Now, to my test scenario, which is touching two queues for 10,000 messages…

Wait! I accidently run the wrong code, and that led me down the following path:

private static void JustTx()
{
    var sp = Stopwatch.StartNew();
    int msgs = 0;
    for (int i = 0; i < 1000; i++)
    {
        using (var msmqTx = new MessageQueueTransaction())
        {
            msmqTx.Begin();
            msgs = msgs + 1;
            if (msgs % 10 == 0)
                Console.WriteLine(msgs);
            
            msmqTx.Commit();
        }
    }
    Console.WriteLine("{0:#,#}", sp.ElapsedMilliseconds);
}

This code is just running & committing MSMQ transaction, no actual operation is done on the queue, and there shouldn’t be any work for the system. We open & close a 1,000 transactions. That takes 17 seconds.

Remember, this is just open/close MSMQ local transaction, with no work done, and that gives me about 60 transactions per second. I think that I found my culprit.  I have other independent verification of this, and I find it extremely sad.

I am still waiting to hear from MSMQ experts about what is going on.

In the meantime, I tested this with my own queuing project, Rhino Queues. The first thing that I tried was the simplest, unrealistic scenario of sending 10,000 messages in a single transaction:

private static void AddData(IQueueManager manager, byte[] bytes)
{
    var sp = Stopwatch.StartNew();
    using (var tx = new TransactionScope())
    {
        for (int i = 0; i < 10000; i++)
        {
            manager.Send(new Uri("rhino.queues://localhost:2222/test1"), new MessagePayload
                {
                    Data = bytes
                });


            if (i % 10 == 0)
                Console.WriteLine(i);
        }
        tx.Complete();
    }

    Console.WriteLine("{0:#,#}", sp.ElapsedMilliseconds);
}

This code takes 12.2 seconds to run, giving about 800 message per second. Not bad, but not really good either. In this scenario MSMQ finished everything in less than a second.

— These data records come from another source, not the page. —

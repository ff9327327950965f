//! Interact trigger.
//!
//! [`InteractEvent`] is raised by [`crate::systems::input::aggregate_input`]
//! for a middle-band tap while a door is current, or for the keyboard
//! interact key. [`interact_observer`] turns it into the door message, and
//! silently ignores it when no door is current.

use bevy_ecs::observer::On;
use bevy_ecs::prelude::*;
use log::trace;

use crate::events::message::ShowMessageEvent;
use crate::resources::gameconfig::GameConfig;
use crate::resources::zonetracker::ZoneTracker;

#[derive(Debug, Clone, Copy, PartialEq, Eq)]
pub enum InteractSource {
    Touch,
    Keyboard,
}

#[derive(Event, Debug, Clone, Copy)]
pub struct InteractEvent {
    pub source: InteractSource,
}

pub fn interact_observer(
    trigger: On<InteractEvent>,
    tracker: Res<ZoneTracker>,
    config: Res<GameConfig>,
    mut commands: Commands,
) {
    let Some(zone) = tracker.current() else {
        trace!("interact ({:?}) with no current zone ignored", trigger.event().source);
        return;
    };
    trace!("interact ({:?}) at {}", trigger.event().source, zone);
    commands.trigger(ShowMessageEvent {
        text: config.door_message.clone(),
    });
}
//! Level geometry.
//!
//! [`LevelLayout`] describes the mission wall: world size, ground slab,
//! actor spawn point, the evenly spaced doors, and where the boundary wall
//! goes once every door is passed. It can be loaded from JSON; any field
//! left out keeps its default.
//!
//! ```json
//! { "world_width": 1600, "door_spacing": 300, "wall_offset": 250 }
//! ```

use bevy_ecs::prelude::Resource;
use glam::Vec2;
use serde::{Deserialize, Serialize};

/// Upper bound on doors per level; zone ids are dense from 1.
pub const MAX_DOORS: usize = 256;

#[derive(Resource, Serialize, Deserialize, Debug, Clone, PartialEq)]
#[serde(default)]
pub struct LevelLayout {
    pub world_width: f32,
    pub world_height: f32,
    /// Thickness of the ground slab along the bottom edge.
    pub ground_height: f32,
    pub spawn_x: f32,
    /// Spawn height measured up from the bottom of the world.
    pub spawn_above_bottom: f32,
    /// Center x of the first door.
    pub first_door_x: f32,
    pub door_spacing: f32,
    /// Door center measured up from the bottom of the world.
    pub door_above_bottom: f32,
    pub zone_width: f32,
    pub zone_height: f32,
    /// Distance from the last door's center to the boundary wall's center.
    pub wall_offset: f32,
    pub wall_width: f32,
}

impl Default for LevelLayout {
    fn default() -> Self {
        Self {
            world_width: 1600.0,
            world_height: 400.0,
            ground_height: 50.0,
            spawn_x: 100.0,
            spawn_above_bottom: 100.0,
            first_door_x: 250.0,
            door_spacing: 600.0,
            door_above_bottom: 100.0,
            zone_width: 60.0,
            zone_height: 120.0,
            wall_offset: 400.0,
            wall_width: 20.0,
        }
    }
}

impl LevelLayout {
    pub fn from_json(text: &str) -> Result<Self, String> {
        let layout: LevelLayout =
            serde_json::from_str(text).map_err(|e| format!("Failed to parse level JSON: {}", e))?;
        layout.validate()?;
        Ok(layout)
    }

    pub fn load_from_file(path: &str) -> Result<Self, String> {
        let text = std::fs::read_to_string(path)
            .map_err(|e| format!("Failed to read level file {}: {}", path, e))?;
        Self::from_json(&text)
    }

    pub fn validate(&self) -> Result<(), String> {
        let fields = [
            self.world_width,
            self.world_height,
            self.ground_height,
            self.spawn_x,
            self.spawn_above_bottom,
            self.first_door_x,
            self.door_spacing,
            self.door_above_bottom,
            self.zone_width,
            self.zone_height,
            self.wall_offset,
            self.wall_width,
        ];
        if fields.iter().any(|v| !v.is_finite()) {
            return Err("layout values must be finite".to_string());
        }
        if self.world_width <= 0.0 || self.world_height <= 0.0 {
            return Err("world size must be positive".to_string());
        }
        // zone ids must grow with x
        if self.door_spacing <= 0.0 || self.first_door_x + self.door_spacing <= self.first_door_x {
            return Err(format!(
                "door_spacing {} is too small to separate doors",
                self.door_spacing
            ));
        }
        let span = (self.world_width - self.first_door_x).max(0.0);
        if span / self.door_spacing > MAX_DOORS as f32 {
            return Err(format!(
                "door_spacing {} gives more than {} doors",
                self.door_spacing, MAX_DOORS
            ));
        }
        if self.zone_width <= 0.0 || self.zone_height <= 0.0 {
            return Err("zone size must be positive".to_string());
        }
        if self.wall_width <= 0.0 {
            return Err("wall_width must be positive".to_string());
        }
        Ok(())
    }

    /// Center of every door, in id order (id = index + 1).
    pub fn door_centers(&self) -> Vec<Vec2> {
        let y = self.world_height - self.door_above_bottom;
        (0..=MAX_DOORS)
            .map(|i| self.first_door_x + self.door_spacing * i as f32)
            .take_while(|x| *x < self.world_width)
            .take(MAX_DOORS)
            .map(|x| Vec2::new(x, y))
            .collect()
    }

    pub fn spawn_point(&self) -> Vec2 {
        Vec2::new(self.spawn_x, self.world_height - self.spawn_above_bottom)
    }

    /// Center and size of the ground slab spanning `from_x..to_x`.
    pub fn ground_slab(&self, from_x: f32, to_x: f32) -> (Vec2, Vec2) {
        let center = Vec2::new(
            (from_x + to_x) * 0.5,
            self.world_height - self.ground_height * 0.5,
        );
        (center, Vec2::new(to_x - from_x, self.ground_height))
    }

    /// Center and size of the boundary wall placed past the door at `last_door_x`.
    pub fn boundary_wall(&self, last_door_x: f32) -> (Vec2, Vec2) {
        (
            Vec2::new(last_door_x + self.wall_offset, self.world_height * 0.5),
            Vec2::new(self.wall_width, self.world_height),
        )
    }
}

#[cfg(test)]
mod tests {
    use super::*;

    #[test]
    fn default_layout_has_three_doors() {
        let l = LevelLayout::default();
        let xs: Vec<f32> = l.door_centers().iter().map(|c| c.x).collect();
        assert_eq!(xs, vec![250.0, 850.0, 1450.0]);
        assert_eq!(l.door_centers()[0].y, 300.0);
        assert_eq!(l.spawn_point(), Vec2::new(100.0, 300.0));
    }

    #[test]
    fn json_overrides_and_defaults_mix() {
        let l = LevelLayout::from_json(r#"{ "door_spacing": 300 }"#).unwrap();
        assert_eq!(l.door_centers().len(), 5);
        assert_eq!(l.world_width, 1600.0);
    }

    #[test]
    fn bad_spacing_rejected() {
        assert!(LevelLayout::from_json(r#"{ "door_spacing": 0 }"#).is_err());
        assert!(LevelLayout::from_json(r#"{ "door_spacing": 0.000001 }"#).is_err());
        assert!(LevelLayout::from_json(r#"{ "door_spacing": 1 }"#).is_err());
        assert!(LevelLayout::from_json("not json").is_err());
    }

    #[test]
    fn densest_accepted_layout_is_capped() {
        let l = LevelLayout {
            first_door_x: 0.0,
            world_width: 2560.0,
            door_spacing: 10.0,
            ..LevelLayout::default()
        };
        assert!(l.validate().is_ok());
        assert_eq!(l.door_centers().len(), MAX_DOORS);
    }

    #[test]
    fn first_door_past_the_world_gives_no_doors() {
        let l = LevelLayout {
            first_door_x: 2000.0,
            ..LevelLayout::default()
        };
        assert!(l.validate().is_ok());
        assert!(l.door_centers().is_empty());
    }

    #[test]
    fn wall_sits_past_last_door() {
        let l = LevelLayout::default();
        let (center, size) = l.boundary_wall(1450.0);
        assert_eq!(center, Vec2::new(1850.0, 200.0));
        assert_eq!(size, Vec2::new(20.0, 400.0));
    }

    #[test]
    fn ground_slab_sits_on_the_bottom() {
        let l = LevelLayout::default();
        let (center, size) = l.ground_slab(0.0, 1600.0);
        assert_eq!(center, Vec2::new(800.0, 375.0));
        assert_eq!(size, Vec2::new(1600.0, 50.0));
    }
}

Let us see a more realistic scenario, of sending 10,000 messages in 10,000 separated transactions:

private static void AddData(IQueueManager manager, byte[] bytes)
{
    var sp = Stopwatch.StartNew();

    for (int i = 0; i < 10000; i++)
    {
        using (var tx = new TransactionScope())
        {
            manager.Send(new Uri("rhino.queues://localhost:2222/test1"), new MessagePayload
            {
                Data = bytes
            });


            if (i % 10 == 0)
                Console.WriteLine(i);
            tx.Complete();
        }
    }

    Console.WriteLine("{0:#,#}", sp.ElapsedMilliseconds);
}

This completes in 3.7 minutes, for about 45 messages per second. Slightly worse than what MSMQ can do, which isn’t good.

However, the good part about using Rhino Queues is that I know what is going on there and I intentionally left some points of optimization out (get it working, get it working right, get it working fast). After exploring some of those optimizations, the same code base run for 2.7 minutes, so we saved 60 seconds on the runtime, bringing us to 60 messages per second.

Rhino Queues is now comparable to MSMQ performance in this scenario. I find this spooky, to tell you the truth. Profiling Rhino Queues tells me that most of the time with Rhino Queues (over 40%!) is spent not in Rhino Queues, but inside System.Transactions.Transaction.Dispose().

I wonder how I can reduce that load.

The next thing I tried was implementing ISinglePhaseNotification. This means that if there are no other durable enlistments for the DTC, Rhino Queues will be able to take advantage of the lightweight transactions support in System.Transactions.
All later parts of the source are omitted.